From: Ross Wetmore (rwetmore@verticalsky.com)
Date: Mon, Sep 25 2000

  • Next message: Geoffrey M. Clemm: "Re: BATCH operation [was Re: Comments on draft-ietf-deltav-versioning-08]"

    Message-ID: <39CFCCCE.30FF03D4@verticalsky.com>
    Date: Mon, 25 Sep 2000 18:08:14 -0400
    From: Ross Wetmore <rwetmore@verticalsky.com>
    To: ietf-dav-versioning@w3.org
    Subject: Re: BATCH operation [was Re: Comments on   draft-ietf-deltav-versioning-08]
    
    
    
    "Geoffrey M. Clemm" wrote:
    > 
    >    From: Ross Wetmore <rwetmore@verticalsky.com>
    > 
    >    I do not believe a BATCHed atomic operation is anymore limited to
    >    sophisticated database systems than the current set of operations
    >    are, or at least that was not the connotation I had intended, i.e. the
    >    extreme case. I would not like to see this used as a cop-out to avoid
    >    the issue of how to deal with compound operations on the server as
    >    opposed to from the client.
    > 
    > It's important to identify what kind of batching operation
    > you have in mind.  Is it an "atomic" batching operation
    > (that guarantees all operations will be performed atomically, or not
    > at all), an "exclusive" batching operation (that guarantees that
    > no other client will change the state in the middle of the batch of
    > operations), both, or neither?
    > 
    > If it's an atomic batching operation, that's where you need a
    > database system (file system implementations, for example, will
    > not provide atomic batching behavior).
    > 
    > If it's exclusive batching operation, then it is very hard to
    > avoid denial of service attacks (everyone else is locked out while
    > your long compound operation is being performed).
    
      The current set of primitives for checkin of a version selector or
    of a working resource and update of the version selector illustrate the
    sort of problems that a particular choice or flavour of the standard will 
    cause, i.e. the implications of the changes just made to the draft.
    
      Even the single checkin of a version selector is a sequence of server
    operations to update the version history, update version selector 
    properties etc.
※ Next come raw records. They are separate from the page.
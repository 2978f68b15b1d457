//! Row types persisted by the store.

use crate::onchain::EventKey;
use alloy::primitives::{Address, B256};
use chrono::{DateTime, Utc};
use serde::{Deserialize, Serialize};

/// A registered agent. Immutable after registration except `metadata_uri`.
#[derive(Debug, Clone, PartialEq)]
pub struct Agent {
    pub id: B256,
    pub owner: Address,
    pub metadata_uri: Option<String>,
    pub registered_block: u64,
    pub created_at: DateTime<Utc>,
}

/// A single feedback datum. Never deleted; `revoked` only moves false → true.
#[derive(Debug, Clone, PartialEq)]
pub struct FeedbackEvent {
    pub key: EventKey,
    /// `{agent}-{client}-{index}`, the id revocations refer to.
    pub feedback_id: String,
    pub subject: B256,
    pub author: Address,
    pub category: Option<String>,
    pub raw_value: i128,
    pub value_decimals: u8,
    pub comment: Option<String>,
    pub revoked: bool,
    pub timestamp: DateTime<Utc>,
    pub block_number: u64,
}

#[derive(Debug, Clone, PartialEq, Serialize, Deserialize)]
pub struct CategoryScore {
    pub category: String,
    pub score: f64,
    pub count: u64,
}

/// Output of one scoring pass for an agent. Overwritten on recomputation.
#[derive(Debug, Clone, PartialEq, Serialize, Deserialize)]
pub struct ComputedScore {
    pub agent_id: B256,
    /// `None` when the agent has no non-revoked feedback.
    pub overall_score: Option<f64>,
    pub feedback_count: u64,
    pub positive_count: u64,
    pub negative_count: u64,
    /// Ordered by category name.
    pub categories: Vec<CategoryScore>,
    pub computed_at: DateTime<Utc>,
    pub as_of: DateTime<Utc>,
}

/// Confirmed on-chain state for an agent, plus the in-flight write if any.
#[derive(Debug, Clone, PartialEq)]
pub struct OracleSyncState {
    pub agent_id: B256,
    /// 0-10000 scale. `None` until the first confirmed push.
    pub last_pushed_score: Option<u32>,
    pub last_pushed_at: Option<DateTime<Utc>>,
    pub pending_tx: Option<B256>,
    /// Consecutive failed pushes since the last confirmation.
    pub failed_attempts: u32,
}

/// Lifecycle state of one oracle write.
#[derive(Debug, Clone, Copy, PartialEq, Eq)]
pub enum SubmissionStatus {
    Pending,
    Confirmed,
    Reverted,
    TimedOut,
}

impl SubmissionStatus {
    pub fn as_str(self) -> &'static str {
        match self {
            SubmissionStatus::Pending => "pending",
            SubmissionStatus::Confirmed => "confirmed",
            SubmissionStatus::Reverted => "reverted",
            SubmissionStatus::TimedOut => "timed_out",
        }
    }

    pub fn from_db(value: &str) -> Option<Self> {
        match value {
            "pending" => Some(Self::Pending),
            "confirmed" => Some(Self::Confirmed),
            "reverted" => Some(Self::Reverted),
            "timed_out" => Some(Self::TimedOut),
            _ => None,
        }
    }
}

impl std::fmt::Display for SubmissionStatus {
    fn fmt(&self, f: &mut std::fmt::Formatter<'_>) -> std::fmt::Result {
        f.write_str(self.as_str())
    }
}

/// A broadcast oracle write and the scores it carries.
#[derive(Debug, Clone, PartialEq)]
pub struct OracleSubmission {
    pub tx_hash: B256,
    pub agents: Vec<B256>,
    pub scores: Vec<u32>,
    pub nonce: u64,
    pub max_fee_per_gas: u128,
    pub attempt: u32,
    pub status: SubmissionStatus,
    pub submitted_at: DateTime<Utc>,
    pub resolved_at: Option<DateTime<Utc>>,
}

/// A computed score joined with its sync state, input to candidate selection.
#[derive(Debug, Clone, PartialEq)]
pub struct ScoreSyncRow {
    pub agent_id: B256,
    pub overall_score: Option<f64>,
    pub sync: Option<OracleSyncState>,
}

/// Result of committing one indexed block range.
#[derive(Debug, Clone, Copy, Default, PartialEq, Eq)]
pub struct BatchOutcome {
    /// Agents created, metadata updates, feedback inserted, revocations applied.
    pub applied: usize,
    /// Events already present (re-delivery).
    pub duplicates: usize,
    pub revocations_buffered: usize,
    /// Buffered revocations that found their feedback during this commit.
    pub revocations_resolved: usize,
    pub failures_recorded: usize,
    pub unknown_skipped: usize,
}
A poorly written server will exhibit all sorts of 
    dynamic interactions from nearly simultaneous requests. But at least in
    this case the server code can be designed to handle the situation in a
    well-defined way to "restore the server state preceding the request". 
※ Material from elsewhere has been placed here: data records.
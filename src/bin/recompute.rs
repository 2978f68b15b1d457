//! Recompute stored trust scores outside the service loop.
//!
//! Usage:
//!   cargo run --bin recompute                          # every agent, as of now
//!   cargo run --bin recompute -- --agent 0x<id>        # one agent
//!   cargo run --bin recompute -- --as-of 1750000000    # fixed decay reference
//!   cargo run --bin recompute -- --reset-retries 0x<id>  # unpark oracle pushes

use anyhow::{bail, Context, Result};
use alloy::primitives::B256;
use chrono::{DateTime, Utc};
use std::path::Path;
use std::str::FromStr;
use std::sync::Arc;

use trust_oracle::config::Config;
use trust_oracle::metrics::PipelineMetrics;
use trust_oracle::scoring::ScoringEngine;
use trust_oracle::store::Store;

// ─── CLI ─────────────────────────────────────────────────────────────────────

#[derive(Debug, Default)]
struct Args {
    agent: Option<B256>,
    as_of: Option<DateTime<Utc>>,
    reset_retries: Option<B256>,
}

fn parse_args(raw: &[String]) -> Result<Args> {
    let mut args = Args::default();
    let mut iter = raw.iter();
    while let Some(flag) = iter.next() {
        let mut value = || iter.next().with_context(|| format!("{flag} needs a value"));
        match flag.as_str() {
            "--agent" => args.agent = Some(parse_agent(value()?)?),
            "--reset-retries" => args.reset_retries = Some(parse_agent(value()?)?),
            "--as-of" => {
                let raw = value()?;
                let secs: i64 = raw.parse().with_context(|| format!("bad --as-of '{raw}'"))?;
                args.as_of = Some(
                    DateTime::from_timestamp(secs, 0)
                        .with_context(|| format!("--as-of out of range: {secs}"))?,
                );
            }
            other => bail!("unknown argument '{other}'"),
        }
    }
    Ok(args)
}

fn parse_agent(raw: &str) -> Result<B256> {
    B256::from_str(raw).with_context(|| format!("bad agent id '{raw}'"))
}

// ─── Main ───────────────────────────────────────────────────────────────────

#[tokio::main]
async fn main() -> Result<()> {
    let _ = dotenvy::dotenv();

    let raw: Vec<String> = std::env::args().skip(1).collect();
    let args = parse_args(&raw)?;

    let config_path =
        std::env::var("TRUST_ORACLE_CONFIG").unwrap_or_else(|_| "trust-oracle.toml".to_string());
    let config = if Path::new(&config_path).exists() {
        Config::load(Path::new(&config_path))?
    } else {
        Config::from_env()?
    };

    tracing_subscriber::fmt()
        .with_env_filter(
            tracing_subscriber::EnvFilter::try_from_default_env()
                .unwrap_or_else(|_| tracing_subscriber::EnvFilter::new(&config.logging.level)),
        )
        .init();

    let store = Store::open(&config.store.path)
        .with_context(|| format!("opening store at {}", config.store.path))?;

    if let Some(agent) = args.reset_retries {
        store.reset_oracle_retries(agent)?;
        println!("oracle retries reset for {agent:#x}");
        return Ok(());
    }

    let engine = ScoringEngine::new(
        store,
        config.scoring.clone(),
        Arc::new(PipelineMetrics::new()),
    );
    let now = Utc::now();
    let as_of = args.as_of.unwrap_or(now);

    match args.agent {
        Some(agent) => {
            let score = engine.recompute(agent, as_of, now)?;
            println!("{}", serde_json::to_string_pretty(&score)?);
        }
        None => {
            let summary = engine.recompute_all(as_of, now).await?;
            println!(
                "recomputed {} agents as of {}: {} scored, {} without feedback, {} failed",
                summary.agents,
                as_of.to_rfc3339(),
                summary.scored,
                summary.unscored,
                summary.failed
            );
            if summary.failed > 0 {
                bail!("{} recomputations failed", summary.failed);
            }
        }
    }
    Ok(())
}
    This probably has to be at least some sort of "exclusive" batching as 
    suggested above, but this is server implementation and not material to 
    the discussion of the split between client and server execution. 
    
      In the case of the working resource checkin, the same net result is
    now required to be done by two separate client requests. The semantics
    of the mandated rollbacks are split into rollbacks for two sub-operations 
    and the number of possible outcomes and error states has increased 
    significantly. You have exported a significant amount of the server load
    in the previous case back to the client plus added significant network
    and failure modes to the problem. Even moreso, there are few ways for the 
    situation to be tightened up by the client. 
    
      The ability to batch or script some of this to put it back on the server 
    would do much to reduce the impact of choices made by the standard, at 
    least on servers that supported this capability.
    
      This doesn't imply any more transaction or exclusive semantics than are
    currently defined or implied by the rollback conditions in the current 
    draft, right? If you agree, then we can relegate those concerns to an
    orthogonal discussion, and just deal with batching.
    
    > If it is neither, then you it certainly can be defined, but you do
    > have to decide what the behavior is if any of the intermediate steps
    > fail.  (Keep going, stop, some kind of conditional behavior?).  You
    > then need to pass back some idea of what steps succeeded, and if you
    > keep going over failure, what the status was of each of the steps.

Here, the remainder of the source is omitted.